**Exercise description:** Each line below that contains "KeyValueStore" should be counted; give the total alone.

**Records from a data source:**
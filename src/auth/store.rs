//! User, role and scope persistence
//!
//! All queries are runtime-bound; rows are mapped by hand. Unique
//! violations are told apart by the constraint column in the driver
//! message so email and role-name collisions surface as their own
//! error kinds.

use chrono::Utc;
use sqlx::{Pool, Row, Sqlite};
use tracing::{debug, instrument};
use uuid::Uuid;

use crate::db::{self, SortOrder};

use super::error::{AuthError, AuthResult};
use super::model::{Role, Scope, User, UserUpdate};

/// Sort field for role listings.
#[derive(Debug, Clone, Copy, PartialEq, Eq, Default)]
pub enum RoleSort {
    Name,
    #[default]
    CreatedAt,
}

impl RoleSort {
    fn as_sql(&self) -> &'static str {
        match self {
            RoleSort::Name => "name",
            RoleSort::CreatedAt => "created_at",
        }
    }

    pub fn parse(s: &str) -> Option<Self> {
        match s {
            "name" => Some(RoleSort::Name),
            "created_at" => Some(RoleSort::CreatedAt),
            _ => None,
        }
    }
}

#[derive(Clone)]
pub struct AuthStore {
    pool: Pool<Sqlite>,
}

fn unique_violation(err: &sqlx::Error, column: &str) -> bool {
    matches!(
        err,
        sqlx::Error::Database(db) if db.is_unique_violation() && db.message().contains(column)
    )
}
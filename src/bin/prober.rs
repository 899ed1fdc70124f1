use std::sync::Arc;
use std::time::Duration;

use clap::Parser;
use fleetwatch::config::read_config_file;
use fleetwatch::prober::{ProbeClient, ProbeWorkerHandle};
use fleetwatch::stream::SqliteBroker;
use tracing::{error, info, level_filters::LevelFilter, trace};
use tracing_subscriber::{filter, layer::SubscriberExt, util::SubscriberInitExt};

#[derive(Debug, Clone, Parser)]
struct Args {
    /// Config file
    #[arg(short, default_value = "./fleetwatch.json")]
    file: String,
}

fn init(log_level: &str) {
    let level: LevelFilter = log_level.parse().unwrap_or(LevelFilter::INFO);
    let filter =
        filter::Targets::new().with_targets(vec![("fleetwatch", level), ("prober", level)]);
    tracing_subscriber::registry()
        .with(
            tracing_subscriber::fmt::layer()
                .with_writer(std::io::stderr)
                .compact(),
        )
        .with(filter)
        .init();
}

#[tokio::main]
async fn main() -> anyhow::Result<()> {
    let args = Args::parse();
    let config = read_config_file(&args.file).unwrap_or_else(|_| {
        serde_json::from_str("{}").expect("empty config always deserializes")
    });
    init(&config.server.log_level);
    trace!("started with args: {args:?}");

    let broker = SqliteBroker::connect(&config.streams.path).await?;
    let results = Arc::new(
        broker.writer(&config.streams.probe_result_topic, config.streams.partitions),
    );
    let client = ProbeClient::new(
        config.probe.max_retries,
        Duration::from_millis(config.probe.request_timeout_ms),
        Duration::from_millis(config.probe.initial_backoff_ms),
    );

    // One worker per partition; each drains its partition
    // sequentially.
    let partitions = config.streams.consumer_count.min(config.streams.partitions);
    let mut workers = Vec::new();
    for partition in 0..partitions {
        let reader = broker.reader(
            &config.streams.probe_request_topic,
            partition,
            &config.streams.prober_group,
        );
        workers.push(ProbeWorkerHandle::spawn(
            Box::new(reader),
            client.clone(),
            results.clone(),
        ));
    }
    info!("{} probe workers started", workers.len());

    match tokio::signal::ctrl_c().await {
        Ok(()) => info!("received shutdown signal, stopping..."),
        Err(e) => error!("unable to listen for shutdown signal: {e}"),
    }

    // In-flight probes are abandoned; uncommitted requests redeliver.
    for worker in &workers {
        worker.shutdown().await;
    }
    info!("prober exiting");

    Ok(())
}
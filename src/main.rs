//! CLI entry point for folio-rs

use anyhow::Result;
use clap::{Parser, Subcommand};
use std::path::PathBuf;
use tracing_subscriber::{layer::SubscriberExt, util::SubscriberInitExt};

#[derive(Parser)]
#[command(name = "folio")]
#[command(version)]
#[command(about = "Bundle and render markdown content for a single-page personal site", long_about = None)]
struct Cli {
    /// Set the site root (defaults to current directory)
    #[arg(short, long, global = true)]
    cwd: Option<PathBuf>,

    /// Enable debug output
    #[arg(short, long, global = true)]
    debug: bool,

    #[command(subcommand)]
    command: Option<Commands>,
}

#[derive(Subcommand)]
enum Commands {
    /// Bundle the content directory into the generated data module
    #[command(alias = "b")]
    Bundle {
        /// Rebundle when content changes
        #[arg(short, long)]
        watch: bool,
    },

    /// Render one bundled document to HTML
    #[command(alias = "r")]
    Render {
        /// Content key, e.g. articles/2024.10.6
        key: String,
    },

    /// List bundled content or catalog entries
    List {
        /// What to list (content, catalog, missing)
        #[arg(default_value = "catalog")]
        r#type: String,
    },

    /// Fetch a document from the remote repository and render it
    Fetch {
        /// Repository-relative path, e.g. content/articles/2024.10.6.md
        path: String,
    },

    /// Show or change the theme preference
    Theme {
        /// light, dark or toggle
        action: Option<String>,
    },

    /// Start a local preview server
    #[command(alias = "s")]
    Serve {
        /// Port to listen on
        #[arg(short, long, default_value = "4000")]
        port: u16,

        /// IP address to bind to
        #[arg(short, long, default_value = "localhost")]
        ip: String,

        /// Disable watching and live reload
        #[arg(long)]
        r#static: bool,
    },

    /// Remove the generated data module
    Clean,

    /// Display version information
    Version,
}

#[tokio::main]
async fn main() -> Result<()> {
    let cli = Cli::parse();

    let filter = if cli.debug {
        "folio_rs=debug,info"
    } else {
        "folio_rs=info"
    };

    tracing_subscriber::registry()
        .with(
            tracing_subscriber::EnvFilter::try_from_default_env().unwrap_or_else(|_| filter.into()),
        )
        .with(tracing_subscriber::fmt::layer())
        .init();

    let base_dir = match cli.cwd {
        Some(dir) => dir,
        None => std::env::current_dir()?,
    };

    let command = cli.command.unwrap_or(Commands::Bundle { watch: false });

    match command {
        Commands::Bundle { watch } => {
            let folio = folio_rs::Folio::new(&base_dir)?;
            tracing::info!("Bundling {:?}...", folio.content_dir);

            let count = folio.bundle()?;
            println!("Bundled {} markdown files", count);
            println!("Output: {}", folio.output_path.display());

            if watch {
                folio_rs::commands::bundle::watch(&folio).await?;
            }
        }

        Commands::Render { key } => {
            let folio = folio_rs::Folio::new(&base_dir)?;
            folio_rs::commands::render::run(&folio, &key)?;
        }

        Commands::List { r#type } => {
            let folio = folio_rs::Folio::new(&base_dir)?;
            folio_rs::commands::list::run(&folio, &r#type)?;
        }

        Commands::Fetch { path } => {
            let folio = folio_rs::Folio::new(&base_dir)?;
            folio_rs::commands::fetch::run(&folio, &path).await?;
        }

        Commands::Theme { action } => {
            let folio = folio_rs::Folio::new(&base_dir)?;
            let theme = folio_rs::commands::theme::run(&folio, action.as_deref())?;
            println!("Theme: {}", theme.as_str());
        }

        Commands::Serve { port, ip, r#static } => {
            let folio = folio_rs::Folio::new(&base_dir)?;
            tracing::info!("Starting server at http://{}:{}", ip, port);
            folio_rs::server::start(&folio, &ip, port, !r#static).await?;
        }

        Commands::Clean => {
            let folio = folio_rs::Folio::new(&base_dir)?;
            folio.clean()?;
            println!("Cleaned successfully!");
        }

        Commands::Version => {
            println!("folio-rs version {}", env!("CARGO_PKG_VERSION"));
        }
    }

    Ok(())
}
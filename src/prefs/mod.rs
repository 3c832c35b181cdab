//! Visitor preferences
//!
//! The theme choice lives in a small state object backed by a key-value
//! store: loaded once on init, saved on every change.

use anyhow::{Context, Result};
use serde::{Deserialize, Serialize};
use std::collections::BTreeMap;
use std::fs;
use std::path::{Path, PathBuf};

const THEME_KEY: &str = "theme";

/// Color theme
#[derive(Debug, Clone, Copy, Default, PartialEq, Eq, Serialize, Deserialize)]
#[serde(rename_all = "lowercase")]
pub enum Theme {
    #[default]
    Light,
    Dark,
}

impl Theme {
    pub fn as_str(&self) -> &'static str {
        match self {
            Theme::Light => "light",
            Theme::Dark => "dark",
        }
    }

    pub fn parse(s: &str) -> Option<Self> {
        match s.trim().to_ascii_lowercase().as_str() {
            "light" => Some(Theme::Light),
            "dark" => Some(Theme::Dark),
            _ => None,
        }
    }

    pub fn toggled(self) -> Self {
        match self {
            Theme::Light => Theme::Dark,
            Theme::Dark => Theme::Light,
        }
    }
}

/// String key-value persistence
pub trait KeyValueStore {
    fn get(&self, key: &str) -> Result<Option<String>>;
    fn set(&mut self, key: &str, value: &str) -> Result<()>;
}

/// Volatile store
#[derive(Debug, Default)]
pub struct MemoryStore {
    values: BTreeMap<String, String>,
}

impl KeyValueStore for MemoryStore {
    fn get(&self, key: &str) -> Result<Option<String>> {
        Ok(self.values.get(key).cloned())
    }

    fn set(&mut self, key: &str, value: &str) -> Result<()> {
        self.values.insert(key.to_string(), value.to_string());
        Ok(())
    }
}

/// Store persisted as a JSON object on disk
#[derive(Debug)]
pub struct FileStore {
    path: PathBuf,
    values: BTreeMap<String, String>,
}

impl FileStore {
    /// Open a store; a missing file is an empty store
    pub fn open<P: AsRef<Path>>(path: P) -> Result<Self> {
        let path = path.as_ref().to_path_buf();
        let values = if path.exists() {
            let content = fs::read_to_string(&path)
                .with_context(|| format!("Failed to read preferences {:?}", path))?;
            serde_json::from_str(&content)
                .with_context(|| format!("Invalid preferences file {:?}", path))?
        } else {
            BTreeMap::new()
        };
        Ok(Self { path, values })
    }

    fn save(&self) -> Result<()> {
        if let Some(parent) = self.path.parent() {
            fs::create_dir_all(parent)?;
        }
        let content = serde_json::to_string_pretty(&self.values)?;
        fs::write(&self.path, content)?;
        Ok(())
    }
}

impl KeyValueStore for FileStore {
    fn get(&self, key: &str) -> Result<Option<String>> {
        Ok(self.values.get(key).cloned())
    }

    fn set(&mut self, key: &str, value: &str) -> Result<()> {
        self.values.insert(key.to_string(), value.to_string());
        self.save()
    }
}

/// Preferences state owned by the presentation layer
pub struct Preferences<S: KeyValueStore> {
    store: S,
    theme: Theme,
}

impl<S: KeyValueStore> Preferences<S> {
    /// Load from the store; unknown or absent values fall back to defaults
    pub fn load(store: S) -> Result<Self> {
        let theme = match store.get(THEME_KEY)? {
            Some(value) => Theme::parse(&value).unwrap_or_else(|| {
                tracing::warn!("Unknown theme '{}' in preferences, using light", value);
                Theme::default()
            }),
            None => Theme::default(),
        };
        Ok(Self { store, theme })
    }

    pub fn theme(&self) -> Theme {
        self.theme
    }

    pub fn set_theme(&mut self, theme: Theme) -> Result<()> {
        self.theme = theme;
        self.store.set(THEME_KEY, theme.as_str())
    }

    pub fn toggle_theme(&mut self) -> Result<Theme> {
        let theme = self.theme.toggled();
        self.set_theme(theme)?;
        Ok(theme)
    }
}
//! Site configuration (_config.yml)

use anyhow::Result;
use serde::{Deserialize, Serialize};
use std::collections::HashMap;
use std::fs;
use std::path::Path;

use crate::content::Catalog;

/// Main site configuration
#[derive(Debug, Clone, Serialize, Deserialize)]
#[serde(default)]
pub struct SiteConfig {
    // Site
    pub title: String,
    pub author: String,

    // Bundling
    pub content_dir: String,
    pub output: String,
    pub format: ArtifactFormat,
    pub extensions: Vec<String>,
    pub global_name: String,

    // Rendering
    pub preview_length: usize,
    #[serde(default)]
    pub markdown: MarkdownConfig,

    // Remote fallback
    #[serde(default)]
    pub remote: RemoteConfig,

    // Preferences store, relative to the site root
    pub prefs_file: String,

    // Content catalog
    #[serde(default)]
    pub catalog: Catalog,

    // Store any additional fields
    #[serde(flatten)]
    pub extra: HashMap<String, serde_yaml::Value>,
}

impl Default for SiteConfig {
    fn default() -> Self {
        Self {
            title: "My Website".to_string(),
            author: String::new(),

            content_dir: "content".to_string(),
            output: "js/content-data.js".to_string(),
            format: ArtifactFormat::default(),
            extensions: vec!["md".to_string()],
            global_name: "markdownContent".to_string(),

            preview_length: 150,
            markdown: MarkdownConfig::default(),

            remote: RemoteConfig::default(),

            prefs_file: ".folio/prefs.json".to_string(),

            catalog: Catalog::default(),
            extra: HashMap::new(),
        }
    }
}

impl SiteConfig {
    /// Load configuration from a file
    pub fn load<P: AsRef<Path>>(path: P) -> Result<Self> {
        let content = fs::read_to_string(path.as_ref())?;
        let config: SiteConfig = serde_yaml::from_str(&content)?;
        Ok(config)
    }

    /// Whether a file extension counts as a text document
    pub fn is_recognized_extension(&self, ext: &str) -> bool {
        self.extensions.iter().any(|e| e.eq_ignore_ascii_case(ext))
    }
}

/// Serialization of the generated content artifact
#[derive(Debug, Clone, Copy, Default, PartialEq, Eq, Serialize, Deserialize)]
#[serde(rename_all = "lowercase")]
pub enum ArtifactFormat {
    /// `window.<global> = { ... };` script
    #[default]
    Js,
    /// Plain JSON object
    Json,
}

/// Markdown renderer configuration
#[derive(Debug, Clone, Serialize, Deserialize)]
#[serde(default)]
pub struct MarkdownConfig {
    pub hard_breaks: bool,
    pub external_links_new_tab: bool,
}

impl Default for MarkdownConfig {
    fn default() -> Self {
        Self {
            hard_breaks: false,
            external_links_new_tab: true,
        }
    }
}

/// Remote content source (GitHub contents API layout)
#[derive(Debug, Clone, Serialize, Deserialize)]
#[serde(default)]
pub struct RemoteConfig {
    pub api_base: String,
    pub owner: String,
    pub repo: String,
    pub branch: String,
}

impl Default for RemoteConfig {
    fn default() -> Self {
        Self {
            api_base: "https://api.github.com".to_string(),
            owner: String::new(),
            repo: String::new(),
            branch: "main".to_string(),
        }
    }
}
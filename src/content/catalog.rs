//! Content catalog - the hand-maintained list of cards per category

use indexmap::IndexMap;
use serde::{Deserialize, Serialize};
use std::path::Path;

use super::loader::content_key;
use super::ContentBundle;

/// Categories in display order, each with its entries
#[derive(Debug, Clone, Default, Serialize, Deserialize)]
#[serde(transparent)]
pub struct Catalog {
    categories: IndexMap<String, Vec<CatalogEntry>>,
}

/// A single card
#[derive(Debug, Clone, Default, PartialEq, Serialize, Deserialize)]
#[serde(default)]
pub struct CatalogEntry {
    /// File name inside the category directory, e.g. `2024.10.6.md`
    pub file: Option<String>,
    pub title: String,
    pub date: Option<String>,
    /// Card image, relative to the image directory
    pub image: Option<String>,
    /// Inline text for entries with no backing file
    pub content: Option<String>,
}

impl CatalogEntry {
    /// Logical content key (`category/file-without-extension`)
    pub fn key(&self, category: &str) -> Option<String> {
        let file = self.file.as_deref()?;
        content_key(&Path::new(category).join(file))
    }

    /// How this entry resolves against a bundle. A file reference that does
    /// not map to a key is reported missing under its raw `category/file` form.
    pub fn resolution(&self, category: &str, bundle: &ContentBundle) -> Resolution {
        let Some(file) = self.file.as_deref() else {
            return Resolution::Inline;
        };
        match self.key(category) {
            Some(key) if bundle.contains(&key) => Resolution::Bundled(key),
            Some(key) => Resolution::Missing(key),
            None => Resolution::Missing(format!("{}/{}", category, file)),
        }
    }

    /// Site-relative path of the source document, used for fallback links
    pub fn source_path(&self, content_dir: &str, category: &str) -> Option<String> {
        let file = self.file.as_deref()?;
        Some(format!(
            "{}/{}/{}",
            content_dir.trim_end_matches('/'),
            category,
            file
        ))
    }
}

/// How a catalog entry resolves against a bundle
#[derive(Debug, Clone, PartialEq, Eq)]
pub enum Resolution {
    /// Backed by a bundled document
    Bundled(String),
    /// Has no backing file
    Inline,
    /// Names a document the bundle does not contain
    Missing(String),
}

impl Catalog {
    pub fn is_empty(&self) -> bool {
        self.categories.is_empty()
    }

    pub fn categories(&self) -> impl Iterator<Item = &str> {
        self.categories.keys().map(String::as_str)
    }

    pub fn entries(&self, category: &str) -> &[CatalogEntry] {
        self.categories
            .get(category)
            .map(Vec::as_slice)
            .unwrap_or(&[])
    }

    pub fn iter(&self) -> impl Iterator<Item = (&str, &CatalogEntry)> {
        self.categories
            .iter()
            .flat_map(|(category, entries)| entries.iter().map(move |e| (category.as_str(), e)))
    }

    pub fn insert(&mut self, category: impl Into<String>, entry: CatalogEntry) {
        self.categories.entry(category.into()).or_default().push(entry);
    }

    /// Resolve every entry against a bundle, in catalog order
    pub fn resolve<'a>(
        &'a self,
        bundle: &ContentBundle,
    ) -> Vec<(&'a str, &'a CatalogEntry, Resolution)> {
        self.iter()
            .map(|(category, entry)| (category, entry, entry.resolution(category, bundle)))
            .collect()
    }

    /// Keys that the catalog references but the bundle lacks
    pub fn missing_keys(&self, bundle: &ContentBundle) -> Vec<String> {
        self.resolve(bundle)
            .into_iter()
            .filter_map(|(_, _, r)| match r {
                Resolution::Missing(key) => Some(key),
                _ => None,
            })
            .collect()
    }
}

**Task solution:** 5